The gastrin-releasing peptide receptor (GRPR) is overexpressed in a variety of cancers and represents a promising target for diagnosis and therapy. However, the extremely high accumulation in the pancreas observed for most of the clinically evaluated GRPR-targeted radiopharmaceuticals could limit their applications. In this study, we synthesized one GRPR antagonist (ProBOMB5) and two GRPR agonists (LW02056 and LW02057) by replacing the 4-thiazolidinecarboxylic acid (Thz¹⁴) residue in our previously reported GRPR-targeted tracers with Pro¹⁴. The ⁶⁸Ga and ¹⁷⁷Lu labeling were conducted in HEPES (2 M, pH 5.0) buffer and acetate (0.1 M, pH 4.5) buffer, respectively, and the radiolabeled products were obtained in a 24-57% decay-corrected radiochemical yield and >92% radiochemical purity. The binding affinities (K_i) of Ga-ProBOMB5, Ga-LW02056, Ga-LW02057, and Lu-ProBOMB5 were measured via in vitro competition binding assays and were 12.2 ± 1.89, 14.7 ± 4.81, 13.8 ± 2.24, and 13.6 ± 0.25 nM, respectively. The PET imaging and ex vivo biodistribution studies were conducted in PC-3 tumor-bearing mice at 1 h post injection. [⁶⁸Ga]Ga-ProBOMB5, [⁶⁸Ga]Ga-LW02056, and [⁶⁸Ga]Ga-LW02057 enabled clear tumor visualization in PET images. The tumor uptake values of [⁶⁸Ga]Ga-ProBOMB5, [⁶⁸Ga]Ga-LW02056, and [⁶⁸Ga]Ga-LW02057 were 12.4 ± 1.35, 8.93 ± 1.96, and 7.64 ± 0.55%ID/g, respectively, and their average pancreas uptake values were minimal (0.60-1.37%ID/g). Longitudinal SPECT imaging and ex vivo biodistribution studies were also conducted for [¹⁷⁷Lu]Lu-ProBOMB5 and clinically validated [¹⁷⁷Lu]Lu-RM2. Despite comparable tumor uptake at 1 h post injection ([¹⁷⁷Lu]Lu-ProBOMB5:8.09 ± 1.70%ID/g; [¹⁷⁷Lu]Lu-RM2:7.73 ± 0.96%ID/g), a faster clearance from PC-3 tumor xenografts was observed for [¹⁷⁷Lu]Lu-ProBOMB5, leading to a lower radiation-absorbed dose delivered to tumors.

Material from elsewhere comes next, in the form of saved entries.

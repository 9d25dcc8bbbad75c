// src/transform/mod.rs
//! Type transformation gateway
//!
//! Abstracts the two mutually exclusive mechanisms for making a non-interface
//! type interceptable:
//!
//! - **Inline transformation**: in-place rewrite of the original types'
//!   method bodies over the full ancestor/contract closure, reversible
//! - **Subclass generation**: a new type extending the original with every
//!   overridable method overridden, not reversible as a unit
//!
//! Which one applies is a process-level configuration decision: when no
//! inline collaborator is configured the gateway degrades to a no-op reversal
//! and warns about final methods, which can then never be intercepted.

pub mod closure;
pub mod inline;
pub mod subclass;

use crate::model::{TypeDescriptor, TypeRegistry};
use crate::proxy::cancel::Reversal;
use crate::proxy::handle::ProxyHandle;
use crate::proxy::handler::InterceptionHandler;
use crate::utils::errors::Result;
use std::sync::Arc;
use tracing::{debug, warn};

// Re-export commonly used types
pub use closure::type_closure;
pub use inline::{InlineInstrumentation, RegistryInliner};
pub use subclass::{RegistrySubclasser, SubclassInstrumentation};

/// What an inline rewrite is for. Carried on the collaborator contract so
/// future dispatch modes do not change its signature.
#[non_exhaustive]
#[derive(Debug, Clone, Copy, PartialEq, Eq)]
pub enum TransformationKind {
    /// Route every rewritten method through the handler lookup.
    Intercept,
}

/// Facade over the configured transformation collaborators.
pub struct TransformationGateway {
    types: Arc<TypeRegistry>,
    inline: Option<Arc<dyn InlineInstrumentation>>,
    subclasser: Arc<dyn SubclassInstrumentation>,
    warn_final_methods: bool,
}

impl TransformationGateway {
    pub fn new(
        types: Arc<TypeRegistry>,
        inline: Option<Arc<dyn InlineInstrumentation>>,
        subclasser: Arc<dyn SubclassInstrumentation>,
        warn_final_methods: bool,
    ) -> Self {
        Self {
            types,
            inline,
            subclasser,
            warn_final_methods,
        }
    }

    /// Whether an inline collaborator is configured.
    pub fn inline_configured(&self) -> bool {
        self.inline.is_some()
    }

    /// Make the instance hierarchy of a type interceptable.
    ///
    /// With an inline collaborator this rewrites the whole ancestor/contract
    /// closure and returns the reversal undoing it. Without one this is a
    /// no-op that diagnoses every final method, since those can never be
    /// intercepted through a generated subtype.
    pub fn make_interceptable(&self, ty: &Arc<TypeDescriptor>) -> Result<Reversal> {
        match &self.inline {
            Some(inline) => {
                let closure = type_closure(&self.types, ty.id)?;
                debug!(ty = %ty.name, closure = closure.len(), "inline path");
                inline.execute(&closure, TransformationKind::Intercept)
            }
            None => {
                if self.warn_final_methods {
                    for method in self.types.method_set(ty.id) {
                        if method.is_final {
                            warn!(
                                ty = %ty.name,
                                method = %method.name,
                                "final method will not be intercepted without inline transformation"
                            );
                        }
                    }
                }
                Ok(Reversal::noop())
            }
        }
    }

    /// Generate a subtype of `ty` implementing each capability.
    pub fn generate_subclass(
        &self,
        ty: &Arc<TypeDescriptor>,
        capabilities: &[Arc<TypeDescriptor>],
    ) -> anyhow::Result<Arc<TypeDescriptor>> {
        self.subclasser.subclass(ty, capabilities)
    }

    /// Wire a produced instance to its handler.
    pub fn bind_handler(
        &self,
        instance: &ProxyHandle,
        handler: Arc<dyn InterceptionHandler>,
    ) -> anyhow::Result<()> {
        self.subclasser.bind_handler(instance, handler)
    }
}
impl TypeRegistry {
    /// Create a registry with the built-in excluded types bootstrapped.
    pub fn new() -> Arc<Self> {
        let registry = Arc::new(Self {
            types: RwLock::new(Vec::new()),
            by_name: RwLock::new(HashMap::new()),
            dispatch: DashMap::new(),
            ctors: RwLock::new(HashMap::new()),
            rewrites: DashMap::new(),
            well_known: OnceCell::new(),
        });

        registry.bootstrap();
        registry
    }

    fn bootstrap(&self) {
        // The root has no superclass; everything else defaults to it.
        let object = self
            .define(TypeSpec::class("Object"))
            .expect("bootstrap: Object");
        let bool_primitive = self
            .define(TypeSpec::primitive("bool"))
            .expect("bootstrap: bool");
        let int_primitive = self
            .define(TypeSpec::primitive("int"))
            .expect("bootstrap: int");
        let float_primitive = self
            .define(TypeSpec::primitive("float"))
            .expect("bootstrap: float");
        let char_primitive = self
            .define(TypeSpec::primitive("char"))
            .expect("bootstrap: char");
        let boolean = self
            .define(TypeSpec::class("Boolean").extends(object).sealed())
            .expect("bootstrap: Boolean");
        let integer = self
            .define(TypeSpec::class("Integer").extends(object).sealed())
            .expect("bootstrap: Integer");
        let float = self
            .define(TypeSpec::class("Float").extends(object).sealed())
            .expect("bootstrap: Float");
        let character = self
            .define(TypeSpec::class("Character").extends(object).sealed())
            .expect("bootstrap: Character");
        let string = self
            .define(TypeSpec::class("String").extends(object).sealed())
            .expect("bootstrap: String");

        let well_known = WellKnownTypes {
            object,
            bool_primitive,
            int_primitive,
            float_primitive,
            char_primitive,
            boolean,
            integer,
            float,
            character,
            string,
        };
        self.well_known
            .set(well_known)
            .expect("bootstrap runs once");

        debug!("type registry bootstrapped with built-in excluded types");
    }

    /// Identities of the built-in types.
    pub fn well_known(&self) -> &WellKnownTypes {
        self.well_known.get().expect("registry is bootstrapped")
    }

    /// Whether a type belongs to the fixed excluded set.
    pub fn is_excluded(&self, id: TypeId) -> bool {
        self.well_known().contains(id)
    }

    /// Intern a new type definition.
    pub fn define(&self, spec: TypeSpec) -> Result<TypeId> {
        {
            let by_name = self.by_name.read();
            if by_name.contains_key(&spec.name) {
                return Err(ProxyError::Definition(format!(
                    "type '{}' is already defined",
                    spec.name
                )));
            }
        }

        let superclass = match spec.superclass {
            Some(id) => {
                let sup = self.get(id)?;
                if sup.kind != TypeKind::Class {
                    return Err(ProxyError::Definition(format!(
                        "superclass '{}' of '{}' is not a class",
                        sup.name, spec.name
                    )));
                }
                if sup.is_final {
                    return Err(ProxyError::Definition(format!(
                        "'{}' cannot extend final type '{}'",
                        spec.name, sup.name
                    )));
                }
                Some(id)
            }
            // Classes default to the root once bootstrap has defined it.
            None if spec.kind == TypeKind::Class => self.well_known.get().map(|wk| wk.object),
            None => None,
        };

        for &iface in &spec.interfaces {
            let desc = self.get(iface)?;
            if desc.kind != TypeKind::Interface {
                return Err(ProxyError::Definition(format!(
                    "'{}' implements '{}', which is not an interface",
                    spec.name, desc.name
                )));
            }
        }

        let mut types = self.types.write();
        let id = TypeId::new(types.len() as u32);
        let descriptor = Arc::new(TypeDescriptor {
            id,
            name: spec.name.clone(),
            kind: spec.kind,
            is_final: spec.is_final,
            superclass,
            interfaces: spec.interfaces,
            methods: spec.methods,
        });
        types.push(descriptor);
        drop(types);

        self.by_name.write().insert(spec.name.clone(), id);
        for (method, body) in spec.bodies {
            self.dispatch.insert((id, method), MethodBody::Native(body));
        }
        if let Some(ctor) = spec.constructor {
            self.ctors.write().insert(id, ctor);
        }

        trace!(name = %spec.name, ?id, "defined type");
        Ok(id)
    }

    /// Look up a descriptor by identity.
    pub fn get(&self, id: TypeId) -> Result<Arc<TypeDescriptor>> {
        self.types
            .read()
            .get(id.raw() as usize)
            .cloned()
            .ok_or(ProxyError::UnknownType(id))
    }

    /// Look up a type by name.
    pub fn get_by_name(&self, name: &str) -> Option<TypeId> {
        self.by_name.read().get(name).copied()
    }

    /// Intern (or return) the array type over an element type.
    pub fn array_of(&self, element: TypeId) -> Result<TypeId> {
        let elem = self.get(element)?;
        let name = format!("{}[]", elem.name);
        if let Some(existing) = self.get_by_name(&name) {
            return Ok(existing);
        }

        let mut types = self.types.write();
        let id = TypeId::new(types.len() as u32);
        types.push(Arc::new(TypeDescriptor {
            id,
            name: name.clone(),
            kind: TypeKind::Array,
            is_final: true,
            superclass: Some(self.well_known().object),
            interfaces: Vec::new(),
            methods: Vec::new(),
        }));
        drop(types);

        self.by_name.write().insert(name, id);
        Ok(id)
    }

    /// Number of interned types (built-ins included).
    pub fn type_count(&self) -> usize {
        self.types.read().len()
    }

    /// Whether `sub` is `sup` or reachable from it through superclasses and
    /// implemented contracts.
    pub fn assignable(&self, sub: TypeId, sup: TypeId) -> bool {
        let mut seen = HashSet::new();
        let mut stack = vec![sub];
        while let Some(id) = stack.pop() {
            if id == sup {
                return true;
            }
            if !seen.insert(id) {
                continue;
            }
            if let Ok(desc) = self.get(id) {
                if let Some(s) = desc.superclass {
                    stack.push(s);
                }
                stack.extend(desc.interfaces.iter().copied());
            }
        }
        false
    }

    // ---- dispatch tables -------------------------------------------------

    /// Install (or replace) the dispatch entry for a declared method.
    pub fn install_body(&self, ty: TypeId, method: &str, body: MethodBody) {
        self.dispatch.insert((ty, method.to_string()), body);
    }

    /// Dispatch entry declared directly on a type, if any.
    pub fn body(&self, ty: TypeId, method: &str) -> Option<MethodBody> {
        self.dispatch
            .get(&(ty, method.to_string()))
            .map(|entry| entry.value().clone())
    }

    /// Acquire an interception rewrite of a dispatch entry.
    ///
    /// A native entry is swapped for a trampoline keeping the displaced body
    /// as fallback; an entry already rewritten this way just gains another
    /// outstanding reference. Returns `false` when there is nothing to
    /// rewrite (no entry, or a trampoline this registry did not install),
    /// in which case no matching `release_rewrite` is owed.
    pub fn acquire_rewrite(&self, ty: TypeId, method: &str) -> bool {
        let key = (ty, method.to_string());
        let Some(mut entry) = self.dispatch.get_mut(&key) else {
            return false;
        };
        match entry.value().clone() {
            MethodBody::Native(body) => {
                *entry.value_mut() = MethodBody::Trampoline {
                    fallback: Some(Arc::clone(&body)),
                };
                self.rewrites.insert(
                    key,
                    ActiveRewrite {
                        displaced: body,
                        count: 1,
                    },
                );
                true
            }
            MethodBody::Trampoline { .. } => match self.rewrites.get_mut(&key) {
                Some(mut active) => {
                    active.count += 1;
                    true
                }
                // Synthetic trampoline (generated subtype): not ours to undo.
                None => false,
            },
        }
    }

    /// Release one reference to an interception rewrite, restoring the
    /// displaced native body once no reversal is outstanding for the entry.
    pub fn release_rewrite(&self, ty: TypeId, method: &str) {
        let key = (ty, method.to_string());
        let Some(mut entry) = self.dispatch.get_mut(&key) else {
            return;
        };
        if let Some(mut active) = self.rewrites.get_mut(&key) {
            active.count -= 1;
            if active.count > 0 {
                return;
            }
        } else {
            return;
        }
        if let Some((_, active)) = self.rewrites.remove(&key) {
            *entry.value_mut() = MethodBody::Native(active.displaced);
        }
    }

    /// First dispatch entry found walking the superclass chain.
    pub fn resolve_entry(&self, ty: TypeId, method: &str) -> Option<MethodBody> {
        let mut current = Some(ty);
        while let Some(id) = current {
            if let Some(body) = self.body(id, method) {
                return Some(body);
            }
            current = self.get(id).ok().and_then(|d| d.superclass);
        }
        None
    }

    /// Concrete behavior a normal (unintercepted) call would run: unwraps
    /// trampolines down to their fallback.
    pub fn resolve_native(&self, ty: TypeId, method: &str) -> Option<NativeBody> {
        match self.resolve_entry(ty, method)? {
            MethodBody::Native(body) => Some(body),
            MethodBody::Trampoline { fallback } => fallback,
        }
    }

    /// Zero-argument constructor, searched up the superclass chain.
    pub fn resolve_constructor(&self, ty: TypeId) -> Option<Constructor> {
        let mut current = Some(ty);
        while let Some(id) = current {
            if let Some(ctor) = self.ctors.read().get(&id) {
                return Some(Arc::clone(ctor));
            }
            current = self.get(id).ok().and_then(|d| d.superclass);
        }
        None
    }

    // ---- method resolution ----------------------------------------------

    /// Every method visible on a type: own declarations first, then
    /// inherited and contract-declared ones, first definition winning
    /// per name.
    pub fn method_set(&self, ty: TypeId) -> Vec<MethodDescriptor> {
        let mut out: Vec<MethodDescriptor> = Vec::new();
        let mut names: HashSet<String> = HashSet::new();
        let mut seen: HashSet<TypeId> = HashSet::new();
        let mut queue: VecDeque<TypeId> = VecDeque::from([ty]);

        while let Some(id) = queue.pop_front() {
            if !seen.insert(id) {
                continue;
            }
            let Ok(desc) = self.get(id) else { continue };
            for method in &desc.methods {
                if names.insert(method.name.clone()) {
                    out.push(method.clone());
                }
            }
            if let Some(s) = desc.superclass {
                queue.push_back(s);
            }
            queue.extend(desc.interfaces.iter().copied());
        }
        out
    }

    /// Descriptor of a visible method, by name.
    pub fn resolve_method(&self, ty: TypeId, method: &str) -> Option<MethodDescriptor> {
        self.method_set(ty).into_iter().find(|m| m.name == method)
    }
}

Our data demonstrate that [⁶⁸Ga]Ga-ProBOMB5 is a promising tracer for clinical translation for detecting GRPR-expressing tumor lesions. However, further optimizations are needed for [¹⁷⁷Lu]Lu-ProBOMB5 to prolong tumor retention for therapeutic applications.